Cuando tras varios días sedada, María Jesús abrió los ojos, lo primero que vio fueron unos carteles de colores colocados estratégicamente por toda la habitación. “Ánimo de toda tu familia”, podía leerse. Y, de repente, detrás de un EPI, una voz familiar que la tranquilizó: “Le pregunté si sabía quién era y me hizo un gesto con la cabeza, como diciendo que me reconocía”. Marina llegó a temer que su abuela no saliese del hospital y no empezó a estar tranquila hasta el momento de la extubación: Fue como un milagro, como si le devolviesen la vida otra vez. Mis compañeros y los médicos aplaudiendo… Yo sin poder parar de llorar… Lo recuerdo y se me ponen los pelos de punta”. María Jesús ya podía respirar por sí misma. Al contrario de los otros seis pacientes que habían compartido UCI con ella, había superado el covid-19. De repente, en medio del alboroto, y ante la sorpresa de todos, quiso hablar. Lo primero que le dijo a su nieta, con un hilito de voz, fue: “Tráeles rusos”, un dulce típico de su pueblo, que se compra para halagar a las visitas y se come de postre los días especiales. Aquel, para ellas, lo será siempre.

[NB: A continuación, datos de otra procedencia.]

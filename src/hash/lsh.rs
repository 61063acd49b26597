//! MinHash LSH for near-duplicate document retrieval.
//!
//! Each added text is shingled into overlapping windows of scalars, each
//! shingle hashed to 64 bits, and each of the `L` tables folds `H` min-hash
//! values into a single bucket key. Two documents land in the same bucket of
//! a table exactly when their min-hash signatures for that table agree, which
//! happens with probability governed by their Jaccard similarity — so bucket
//! collisions are a cheap, recall-oriented prefilter and every candidate is
//! confirmed by an exact Jaccard recomputation over the shingle sets.

use super::hash64;
use crate::error::{MatchError, Result};
use rand::rngs::StdRng;
use rand::{Rng, SeedableRng};
use std::collections::HashMap;

/// Modulus of the universal hash family `h(x) = (a·x + b) mod p`.
/// The first prime above 2^32, so 32-bit shingle hashes spread cleanly.
const UNIVERSAL_HASH_PRIME: u64 = 4_294_967_311;

#[derive(Debug, Clone, Copy)]
struct HashFunc {
    a: u64,
    b: u64,
}

impl HashFunc {
    #[inline]
    fn eval(self, x: u64) -> u64 {
        self.a.wrapping_mul(x).wrapping_add(self.b) % UNIVERSAL_HASH_PRIME
    }
}

/// Banked MinHash index over text shingles.
///
/// The corpus is retained verbatim for the exact Jaccard confirmation pass.
/// Ids are insertion ordinals.
#[derive(Debug, Clone)]
pub struct LSHIndex {
    num_tables: usize,
    shingle_size: usize,
    /// One bucket map per table: folded signature → posting list.
    tables: Vec<HashMap<u64, Vec<usize>>>,
    /// `num_tables` banks of `num_hashes` functions each.
    hash_funcs: Vec<Vec<HashFunc>>,
    corpus: Vec<String>,
}

impl LSHIndex {
    /// Create an index with `num_tables` banks of `num_hashes` hash
    /// functions over shingles of `shingle_size` scalars. Coefficients are
    /// drawn from OS entropy; use [`LSHIndex::with_seed`] for reproducible
    /// indices.
    pub fn new(num_tables: usize, num_hashes: usize, shingle_size: usize) -> Result<Self> {
        Self::from_rng(num_tables, num_hashes, shingle_size, StdRng::from_entropy())
    }

    /// Like [`LSHIndex::new`] with a deterministic seed, so two indices
    /// built from the same corpus produce identical bucket keys.
    pub fn with_seed(
        num_tables: usize,
        num_hashes: usize,
        shingle_size: usize,
        seed: u64,
    ) -> Result<Self> {
        Self::from_rng(
            num_tables,
            num_hashes,
            shingle_size,
            StdRng::seed_from_u64(seed),
        )
    }

    fn from_rng(
        num_tables: usize,
        num_hashes: usize,
        shingle_size: usize,
        mut rng: StdRng,
    ) -> Result<Self> {
        if num_tables == 0 {
            return Err(MatchError::InvalidParameter(
                "num_tables must be at least 1".to_string(),
            ));
        }
        if num_hashes == 0 {
            return Err(MatchError::InvalidParameter(
                "num_hashes must be at least 1".to_string(),
            ));
        }
        if shingle_size == 0 {
            return Err(MatchError::InvalidParameter(
                "shingle_size must be at least 1".to_string(),
            ));
        }

        let hash_funcs = (0..num_tables)
            .map(|_| {
                (0..num_hashes)
                    .map(|_| HashFunc {
                        a: rng.gen(),
                        b: rng.gen(),
                    })
                    .collect()
            })
            .collect();

        Ok(Self {
            num_tables,
            shingle_size,
            tables: vec![HashMap::new(); num_tables],
            hash_funcs,
            corpus: Vec::new(),
        })
    }

    /// Add a document, returning its id (insertion ordinal).
    pub fn add(&mut self, text: &str) -> usize {
        let id = self.corpus.len();
        self.corpus.push(text.to_string());

        let shingles = self.shingles(text);
        for (table, funcs) in self.tables.iter_mut().zip(&self.hash_funcs) {
            let key = bucket_key(&shingles, funcs);
            table.entry(key).or_default().push(id);
        }

        id
    }

    /// Ids of documents with Jaccard similarity ≥ `threshold`, most similar
    /// first.
    #[must_use]
    pub fn query(&self, text: &str, threshold: f64) -> Vec<usize> {
        self.query_with_similarity(text, threshold)
            .into_iter()
            .map(|(id, _)| id)
            .collect()
    }

    /// Like [`LSHIndex::query`], returning `(id, jaccard)` pairs.
    ///
    /// A candidate must collect bucket votes from at least
    /// `threshold · num_tables` tables, then survive an exact Jaccard check
    /// against the stored text.
    #[must_use]
    pub fn query_with_similarity(&self, text: &str, threshold: f64) -> Vec<(usize, f64)> {
        let shingles = self.shingles(text);

        let mut table_hits: HashMap<usize, usize> = HashMap::new();
        for (table, funcs) in self.tables.iter().zip(&self.hash_funcs) {
            let key = bucket_key(&shingles, funcs);
            if let Some(ids) = table.get(&key) {
                for &id in ids {
                    *table_hits.entry(id).or_insert(0) += 1;
                }
            }
        }

        let mut results: Vec<(usize, f64)> = table_hits
            .into_iter()
            .filter(|&(_, votes)| votes as f64 / self.num_tables as f64 >= threshold)
            .filter_map(|(id, _)| {
                let similarity = self.jaccard_similarity(text, &self.corpus[id]);
                (similarity >= threshold).then_some((id, similarity))
            })
            .collect();

        results.sort_by(|a, b| b.1.partial_cmp(&a.1).unwrap_or(std::cmp::Ordering::Equal));
        results
    }

    /// Exact Jaccard similarity of two texts' shingle sets.
    #[must_use]
    pub fn jaccard_similarity(&self, text1: &str, text2: &str) -> f64 {
        let set1: std::collections::HashSet<u64> = self.shingles(text1).into_iter().collect();
        let set2: std::collections::HashSet<u64> = self.shingles(text2).into_iter().collect();

        let intersection = set1.intersection(&set2).count();
        let union = set1.len() + set2.len() - intersection;
        if union == 0 {
            return 0.0;
        }
        intersection as f64 / union as f64
    }

    /// Number of indexed documents.
    #[must_use]
    pub fn len(&self) -> usize {
        self.corpus.len()
    }

    /// Whether the index holds no documents.
    #[must_use]
    pub fn is_empty(&self) -> bool {
        self.corpus.is_empty()
    }

    /// Hash every window of `shingle_size` scalars. A text shorter than one
    /// window produces a single shingle covering the whole text.
    fn shingles(&self, text: &str) -> Vec<u64> {
        let chars: Vec<char> = text.chars().collect();
        if chars.len() < self.shingle_size {
            return vec![hash64(text)];
        }

        chars
            .windows(self.shingle_size)
            .map(|window| {
                let shingle: String = window.iter().collect();
                hash64(&shingle)
            })
            .collect()
    }
}

/// Fold one bank's min-hashes into a single 64-bit bucket key.
fn bucket_key(shingles: &[u64], funcs: &[HashFunc]) -> u64 {
    let mut mins = vec![u64::MAX; funcs.len()];
    for &shingle in shingles {
        for (min, func) in mins.iter_mut().zip(funcs) {
            let hash = func.eval(shingle);
            if hash < *min {
                *min = hash;
            }
        }
    }

    let mut key = 0u64;
    for min in mins {
        key = key.wrapping_mul(31).wrapping_add(min);
    }
    key
}

#[cfg(test)]
mod tests {
    use super::*;

    #[test]
    fn rejects_degenerate_parameters() {
        assert!(LSHIndex::new(0, 3, 3).is_err());
        assert!(LSHIndex::new(5, 0, 3).is_err());
        assert!(LSHIndex::new(5, 3, 0).is_err());
    }

    #[test]
    fn finds_similar_documents() {
        let mut lsh = LSHIndex::with_seed(5, 3, 3, 42).unwrap();
        let texts = [
            "The quick brown fox",
            "The quick brown dog",
            "A slow green turtle",
            "The fast brown fox",
        ];
        for text in texts {
            lsh.add(text);
        }

        let results = lsh.query("The quick brown fox", 0.3);
        assert!(!results.is_empty());
        assert_eq!(results[0], 0, "exact duplicate should rank first");
    }

    #[test]
    fn identical_seeds_produce_identical_buckets() {
        let corpus = ["alpha beta gamma", "alpha beta delta", "omega psi chi"];
        let build = || {
            let mut lsh = LSHIndex::with_seed(8, 4, 3, 7).unwrap();
            for text in corpus {
                lsh.add(text);
            }
            lsh
        };
        let (a, b) = (build(), build());

        for (ta, tb) in a.tables.iter().zip(&b.tables) {
            assert_eq!(ta, tb);
        }
        assert_eq!(
            a.query_with_similarity("alpha beta gamma", 0.2),
            b.query_with_similarity("alpha beta gamma", 0.2)
        );
    }

    #[test]
    fn jaccard_confirmation_orders_by_similarity() {
        let mut lsh = LSHIndex::with_seed(10, 2, 3, 99).unwrap();
        lsh.add("the quick brown fox jumps");
        lsh.add("the quick brown fox jumpz");
        lsh.add("entirely unrelated content");

        let results = lsh.query_with_similarity("the quick brown fox jumps", 0.1);
        assert!(results.len() >= 2, "got {results:?}");
        for pair in results.windows(2) {
            assert!(pair[0].1 >= pair[1].1);
        }
        assert!((results[0].1 - 1.0).abs() < 1e-12);
    }

    #[test]
    fn short_text_hashes_whole_string() {
        let mut lsh = LSHIndex::with_seed(4, 2, 8, 1).unwrap();
        let id = lsh.add("ab");
        let results = lsh.query("ab", 0.9);
        assert_eq!(results, vec![id]);
    }
}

Bip, bip… Bip, bip… En la Unidad de Cuidados Intensivos del Hospital San Pedro, el tiempo lo marca el intermitente latido de los monitores. La primera vez que Marina Aznar pisó este lugar, a finales de marzo, todavía no había terminado la carrera. “¡Madre mía! ¿Dónde me he metido?”, pensó en aquel momento. Por eso, cuando le dijeron que su abuela, con setenta y cuatro años, iba a ingresar en la UCI en la que ella trabajaba como enfermera, sabía, mejor que nadie, lo que eso suponía. Allí había visto morir a mucha gente: “Mi tía me llamó y me contó que iban a conectar a la yaya a la ventilación mecánica y, claro, fue horrible porque yo sé lo que es ver a pacientes ahogándose y cómo el covid se come sus pulmones”.